Problem to solve >> Below are the entries; give again exactly the lines from the one mentioning "const PUBSUB_CAPACITY: usize = 1024;" through the one mentioning "which lets several", inclusive.

Material supplied >>
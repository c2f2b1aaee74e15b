//! In-process implementation of [`KeyValueStore`].
//!
//! Keys live in a `DashMap` with optional expiry deadlines measured on the
//! tokio clock, so tests can pause and advance time. Pub/sub goes through a
//! broadcast channel; only subscribers within this process see publishes.

use std::collections::{BTreeSet, HashMap, VecDeque};
use std::fmt;
use std::sync::Arc;
use std::time::Duration;

use async_trait::async_trait;
use dashmap::mapref::entry::Entry;
use dashmap::DashMap;
use futures::StreamExt;
use tokio::sync::broadcast;
use tokio::time::Instant;
use tracing::{debug, warn};

use super::{pattern_matches, KeyValueStore, PublishedMessage, PublishedStream};
use crate::{DeliveryError, Result};

const PUBSUB_CAPACITY: usize = 1024;

#[derive(Debug, Clone)]
enum Value {
    List(VecDeque<String>),
    Set(BTreeSet<String>),
    Hash(HashMap<String, String>),
}

impl Value {
    fn type_name(&self) -> &'static str {
        match self {
            Value::List(_) => "list",
            Value::Set(_) => "set",
            Value::Hash(_) => "hash",
        }
    }
}

#[derive(Debug, Clone)]
struct StoredValue {
    value: Value,
    expires_at: Option<Instant>,
}

impl StoredValue {
    fn new(value: Value) -> Self {
        Self {
            value,
            expires_at: None,
        }
    }

    fn is_expired(&self, now: Instant) -> bool {
        self.expires_at.is_some_and(|deadline| deadline <= now)
    }
}

fn wrong_type(key: &str, expected: &str, found: &Value) -> DeliveryError {
    DeliveryError::store(format!(
        "WRONGTYPE key {} holds a {}, expected a {}",
        key,
        found.type_name(),
        expected
    ))
}

/// In-memory durable store.
///
/// Cloning is cheap and clones share the same data, which lets several
/// simulated "processes" in a test talk through one store.
#[derive(Clone)]
pub struct MemoryStore {
    entries: Arc<DashMap<String, StoredValue>>,
    bus: broadcast::Sender<PublishedMessage>,
}

impl MemoryStore {
    /// Create an empty store.
    pub fn new() -> Self {
        let (bus, _) = broadcast::channel(PUBSUB_CAPACITY);
        Self {
            entries: Arc::new(DashMap::new()),
            bus,
        }
    }

    /// Whether a live (non-expired) key exists.
    pub fn contains_key(&self, key: &str) -> bool {
        self.purge_if_expired(key);
        self.entries.contains_key(key)
    }

    /// Remaining time-to-live of a key, if it has one.
    pub fn ttl(&self, key: &str) -> Option<Duration> {
        self.purge_if_expired(key);
        self.entries
            .get(key)
            .and_then(|entry| entry.expires_at)
            .map(|deadline| deadline.saturating_duration_since(Instant::now()))
    }

    /// Read a hash field.
    pub fn hash_get(&self, key: &str, field: &str) -> Option<String> {
        self.purge_if_expired(key);
        self.entries.get(key).and_then(|entry| match &entry.value {
            Value::Hash(map) => map.get(field).cloned(),
            _ => None,
        })
    }

    fn purge_if_expired(&self, key: &str) {
        let now = Instant::now();
        if self.entries.remove_if(key, |_, v| v.is_expired(now)).is_some() {
            debug!(key = %key, "Key expired");
        }
    }

    /// Run `f` against the live entry for `key`, creating it with `init` if needed.
    fn with_entry<T>(
        &self,
        key: &str,
        init: impl FnOnce() -> Value,
        f: impl FnOnce(&mut Value) -> Result<T>,
    ) -> Result<T> {
        self.purge_if_expired(key);
        match self.entries.entry(key.to_string()) {
            Entry::Occupied(mut occupied) => f(&mut occupied.get_mut().value),
            Entry::Vacant(vacant) => {
                let mut stored = StoredValue::new(init());
                let out = f(&mut stored.value)?;
                vacant.insert(stored);
                Ok(out)
            }
        }
    }

    /// Read the live entry for `key` without creating it.
    fn read_entry<T>(&self, key: &str, f: impl FnOnce(&Value) -> Result<T>) -> Result<Option<T>> {
        self.purge_if_expired(key);
        match self.entries.get(key) {
            Some(entry) => f(&entry.value).map(Some),
            None => Ok(None),
        }
    }
}

impl Default for MemoryStore {
    fn default() -> Self {
        Self::new()
    }
}

impl fmt::Debug for MemoryStore {
    fn fmt(&self, f: &mut fmt::Formatter<'_>) -> fmt::Result {
        f.debug_struct("MemoryStore")
            .field("key_count", &self.entries.len())
            .field("subscribers", &self.bus.receiver_count())
            .finish()
    }
}

#[async_trait]
impl KeyValueStore for MemoryStore {
    async fn list_push_head(&self, key: &str, value: &str) -> Result<()> {
        self.with_entry(
            key,
            || Value::List(VecDeque::new()),
            |v| match v {
                Value::List(list) => {
                    list.push_front(value.to_string());
                    Ok(())
                }
                other => Err(wrong_type(key, "list", other)),
            },
        )
    }

    async fn list_range(&self, key: &str) -> Result<Vec<String>> {
        let items = self.read_entry(key, |v| match v {
            Value::List(list) => Ok(list.iter().cloned().collect()),
            other => Err(wrong_type(key, "list", other)),
        })?;
        Ok(items.unwrap_or_default())
    }

    async fn list_take_all(&self, key: &str) -> Result<Vec<String>> {
        self.purge_if_expired(key);
        match self.entries.entry(key.to_string()) {
            Entry::Occupied(occupied) => {
                if !matches!(occupied.get().value, Value::List(_)) {
                    return Err(wrong_type(key, "list", &occupied.get().value));
                }
                match occupied.remove().value {
                    Value::List(list) => Ok(list.into_iter().collect()),
                    _ => Ok(Vec::new()),
                }
            }
            Entry::Vacant(_) => Ok(Vec::new()),
        }
    }

    async fn delete(&self, key: &str) -> Result<()> {
        self.entries.remove(key);
        Ok(())
    }

    async fn expire(&self, key: &str, ttl: Duration) -> Result<()> {
        self.purge_if_expired(key);
        if let Some(mut entry) = self.entries.get_mut(key) {
            entry.expires_at = Some(Instant::now() + ttl);
        }
        Ok(())
    }

    async fn set_add(&self, key: &str, member: &str) -> Result<bool> {
        self.with_entry(
            key,
            || Value::Set(BTreeSet::new()),
            |v| match v {
                Value::Set(set) => Ok(set.insert(member.to_string())),
                other => Err(wrong_type(key, "set", other)),
            },
        )
    }

    async fn set_members(&self, key: &str) -> Result<Vec<String>> {
        let members = self.read_entry(key, |v| match v {
            Value::Set(set) => Ok(set.iter().cloned().collect()),
            other => Err(wrong_type(key, "set", other)),
        })?;
        Ok(members.unwrap_or_default())
    }

    async fn set_is_member(&self, key: &str, member: &str) -> Result<bool> {
        let found = self.read_entry(key, |v| match v {
            Value::Set(set) => Ok(set.contains(member)),
            other => Err(wrong_type(key, "set", other)),
        })?;
        Ok(found.unwrap_or(false))
    }

    async fn hash_set(&self, key: &str, field: &str, value: &str) -> Result<()> {
        self.with_entry(
            key,
            || Value::Hash(HashMap::new()),
            |v| match v {
                Value::Hash(map) => {
                    map.insert(field.to_string(), value.to_string());
                    Ok(())
                }
                other => Err(wrong_type(key, "hash", other)),
            },
        )
    }

    async fn hash_delete(&self, key: &str, field: &str) -> Result<()> {
        self.purge_if_expired(key);
        if let Some(mut entry) = self.entries.get_mut(key) {
            match &mut entry.value {
                Value::Hash(map) => {
                    map.remove(field);
                }
                other => return Err(wrong_type(key, "hash", other)),
            }
        }
        Ok(())
    }

    async fn publish(&self, channel: &str, payload: &str) -> Result<()> {
        let message = PublishedMessage {
            channel: channel.to_string(),
            payload: payload.to_string(),
        };
        // No subscribers is not an error, same as PUBLISH returning 0.
        let receivers = self.bus.send(message).unwrap_or(0);
        debug!(channel = %channel, receivers = receivers, "Published message");
        Ok(())
    }

    async fn psubscribe(&self, pattern: &str) -> Result<PublishedStream> {
        let rx = self.bus.subscribe();
        let pattern = pattern.to_string();

        let stream = futures::stream::unfold(rx, |mut rx| async move {
            loop {
                match rx.recv().await {
                    Ok(message) => return Some((message, rx)),
                    Err(broadcast::error::RecvError::Lagged(skipped)) => {
                        warn!(skipped = skipped, "Subscriber lagged, dropped published messages");
                    }
                    Err(broadcast::error::RecvError::Closed) => return None,
                }
            }
        })
        .filter(move |message| futures::future::ready(pattern_matches(&pattern, &message.channel)));

        Ok(stream.boxed())
    }

    async fn ping(&self) -> Result<()> {
        Ok(())
    }
}

#[cfg(test)]
mod tests {
    use super::*;

    #[tokio::test]
    async fn test_list_push_head_orders_newest_first() {
        let store = MemoryStore::new();
        store.list_push_head("l", "a").await.unwrap();
        store.list_push_head("l", "b").await.unwrap();

        assert_eq!(store.list_range("l").await.unwrap(), vec!["b", "a"]);
    }

    #[tokio::test]
    async fn test_list_take_all_removes_key() {
        let store = MemoryStore::new();
        store.list_push_head("l", "a").await.unwrap();

        assert_eq!(store.list_take_all("l").await.unwrap(), vec!["a"]);
        assert!(!store.contains_key("l"));
        assert!(store.list_take_all("l").await.unwrap().is_empty());
    }

    #[tokio::test]
    async fn test_wrong_type_is_store_error() {
        let store = MemoryStore::new();
        store.set_add("k", "1").await.unwrap();

        let err = store.list_push_head("k", "x").await.unwrap_err();
        assert!(err.is_store());
    }

    #[tokio::test(start_paused = true)]
    async fn test_expire_removes_key_after_ttl() {
        let store = MemoryStore::new();
        store.list_push_head("l", "a").await.unwrap();
        store.expire("l", Duration::from_secs(10)).await.unwrap();

        tokio::time::advance(Duration::from_secs(9)).await;
        assert!(store.contains_key("l"));

        tokio::time::advance(Duration::from_secs(2)).await;
        assert!(!store.contains_key("l"));
        assert!(store.list_range("l").await.unwrap().is_empty());
    }

    #[tokio::test(start_paused = true)]
    async fn test_push_after_expiry_starts_fresh_list() {
        let store = MemoryStore::new();
        store.list_push_head("l", "old").await.unwrap();
        store.expire("l", Duration::from_secs(1)).await.unwrap();
        tokio::time::advance(Duration::from_secs(2)).await;

        store.list_push_head("l", "new").await.unwrap();
        assert_eq!(store.list_range("l").await.unwrap(), vec!["new"]);
        assert_eq!(store.ttl("l"), None);
    }

    #[tokio::test]
    async fn test_sets() {
        let store = MemoryStore::new();
        assert!(store.set_add("group:1", "10").await.unwrap());
        assert!(!store.set_add("group:1", "10").await.unwrap());
        assert!(store.set_add("group:1", "11").await.unwrap());

        assert!(store.set_is_member("group:1", "11").await.unwrap());
        assert!(!store.set_is_member("group:1", "12").await.unwrap());
        assert_eq!(store.set_members("group:1").await.unwrap(), vec!["10", "11"]);
        assert!(store.set_members("group:2").await.unwrap().is_empty());
    }

    #[tokio::test]
    async fn test_hash_set_and_delete() {
        let store = MemoryStore::new();
        store.hash_set("active_users", "1", "addr").await.unwrap();
        assert_eq!(store.hash_get("active_users", "1").as_deref(), Some("addr"));

        store.hash_delete("active_users", "1").await.unwrap();
        assert_eq!(store.hash_get("active_users", "1"), None);
    }

    #[tokio::test]
    async fn test_psubscribe_filters_by_pattern() {
        let store = MemoryStore::new();
        let mut stream = store.psubscribe("ws:*").await.unwrap();

        store.publish("other:1", "ignored").await.unwrap();
        store.publish("ws:7", "hello").await.unwrap();

        let received = stream.next().await.unwrap();
        assert_eq!(received.channel, "ws:7");
        assert_eq!(received.payload, "hello");
    }

    #[tokio::test]
    async fn test_publish_without_subscribers_is_ok() {
        let store = MemoryStore::new();
        assert!(store.publish("ws:1", "x").await.is_ok());
    }
}
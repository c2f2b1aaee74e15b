//! Persisted online/offline flag.
//!
//! The flag is written on registry entry creation and removal and read only
//! by the CRUD layer. Delivery decisions never consult it.

use async_trait::async_trait;
use dashmap::DashMap;
use tracing::debug;

use crate::types::UserId;
use crate::Result;

/// Trait for presence flag backends.
///
/// The server provides a relational implementation; the in-memory one is
/// used for single-node development and tests.
#[async_trait]
pub trait PresenceStore: Send + Sync + 'static {
    /// Set the user's online flag.
    async fn set_online(&self, user_id: UserId, online: bool) -> Result<()>;
}

/// In-memory presence flags.
#[derive(Debug, Default)]
pub struct MemoryPresenceStore {
    flags: DashMap<UserId, bool>,
}

impl MemoryPresenceStore {
    pub fn new() -> Self {
        Self::default()
    }

    /// Last flag written for the user, None if never written.
    pub fn is_online(&self, user_id: UserId) -> Option<bool> {
        self.flags.get(&user_id).map(|flag| *flag)
    }

    /// Users currently flagged online.
    pub fn online_users(&self) -> Vec<UserId> {
        let mut users: Vec<UserId> = self
            .flags
            .iter()
            .filter(|entry| *entry.value())
            .map(|entry| *entry.key())
            .collect();
        users.sort();
        users
    }
}

#[async_trait]
impl PresenceStore for MemoryPresenceStore {
    async fn set_online(&self, user_id: UserId, online: bool) -> Result<()> {
        self.flags.insert(user_id, online);
        debug!(user_id = %user_id, online = online, "Updated presence flag");
        Ok(())
    }
}
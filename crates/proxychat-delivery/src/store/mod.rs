//! Durable key-value store used by the offline queue, group fan-out and relay.
//!
//! The store is shared by every server process. Each operation is assumed to
//! be atomic on its own; nothing here combines operations into a transaction
//! except [`KeyValueStore::list_take_all`], which reads and removes a list in
//! one step.
//!
//! ## Implementations
//!
//! - [`RedisStore`]: production backend, one Redis shared by all instances
//! - [`MemoryStore`]: in-process backend for tests and single-instance development

mod memory_store;
mod redis_store;

use std::time::Duration;

use async_trait::async_trait;
use futures::stream::BoxStream;

use crate::Result;

pub use self::memory_store::MemoryStore;
pub use self::redis_store::RedisStore;

/// A payload received on a subscribed channel.
#[derive(Debug, Clone, PartialEq, Eq)]
pub struct PublishedMessage {
    /// Concrete channel the payload was published on
    pub channel: String,
    /// Raw payload
    pub payload: String,
}

/// Stream of published payloads for a pattern subscription.
///
/// Ends when the underlying subscription connection is lost.
pub type PublishedStream = BoxStream<'static, PublishedMessage>;

/// Operations consumed from the shared durable store.
#[async_trait]
pub trait KeyValueStore: Send + Sync + 'static {
    /// Push a value at the head of a list (`LPUSH`).
    async fn list_push_head(&self, key: &str, value: &str) -> Result<()>;

    /// Read a whole list, head first (`LRANGE 0 -1`).
    async fn list_range(&self, key: &str) -> Result<Vec<String>>;

    /// Read a whole list, head first, and delete the key in the same step.
    async fn list_take_all(&self, key: &str) -> Result<Vec<String>>;

    /// Delete a key of any type.
    async fn delete(&self, key: &str) -> Result<()>;

    /// Set (or refresh) the time-to-live of a key.
    async fn expire(&self, key: &str, ttl: Duration) -> Result<()>;

    /// Add a member to a set. Returns true if it was not already present.
    async fn set_add(&self, key: &str, member: &str) -> Result<bool>;

    /// All members of a set; empty if the key does not exist.
    async fn set_members(&self, key: &str) -> Result<Vec<String>>;

    /// Set membership check.
    async fn set_is_member(&self, key: &str, member: &str) -> Result<bool>;

    /// Set a field of a hash.
    async fn hash_set(&self, key: &str, field: &str, value: &str) -> Result<()>;

    /// Remove a field of a hash.
    async fn hash_delete(&self, key: &str, field: &str) -> Result<()>;

    /// Publish a payload on a channel.
    async fn publish(&self, channel: &str, payload: &str) -> Result<()>;

    /// Subscribe to every channel matching a glob pattern (`PSUBSCRIBE`).
    async fn psubscribe(&self, pattern: &str) -> Result<PublishedStream>;

    /// Round-trip health probe.
    async fn ping(&self) -> Result<()>;
}

/// Glob match supporting `*` wildcards, as used by pattern subscriptions.
pub fn pattern_matches(pattern: &str, channel: &str) -> bool {
    let mut parts = pattern.split('*');
    let first = parts.next().unwrap_or_default();
    let Some(mut rest) = channel.strip_prefix(first) else {
        return false;
    };

    let pieces: Vec<&str> = parts.collect();
    if pieces.is_empty() {
        return rest.is_empty();
    }

    let (middle, last) = pieces.split_at(pieces.len() - 1);
    for piece in middle {
        match rest.find(piece) {
            Some(idx) => rest = &rest[idx + piece.len()..],
            None => return false,
        }
    }
    rest.ends_with(last[0])
}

Result for this exercise >>
const PUBSUB_CAPACITY: usize = 1024;

#[derive(Debug, Clone)]
enum Value {
    List(VecDeque<String>),
    Set(BTreeSet<String>),
    Hash(HashMap<String, String>),
}

impl Value {
    fn type_name(&self) -> &'static str {
        match self {
            Value::List(_) => "list",
            Value::Set(_) => "set",
            Value::Hash(_) => "hash",
        }
    }
}

#[derive(Debug, Clone)]
struct StoredValue {
    value: Value,
    expires_at: Option<Instant>,
}

impl StoredValue {
    fn new(value: Value) -> Self {
        Self {
            value,
            expires_at: None,
        }
    }

    fn is_expired(&self, now: Instant) -> bool {
        self.expires_at.is_some_and(|deadline| deadline <= now)
    }
}

fn wrong_type(key: &str, expected: &str, found: &Value) -> DeliveryError {
    DeliveryError::store(format!(
        "WRONGTYPE key {} holds a {}, expected a {}",
        key,
        found.type_name(),
        expected
    ))
}

/// In-memory durable store.
///
/// Cloning is cheap and clones share the same data, which lets several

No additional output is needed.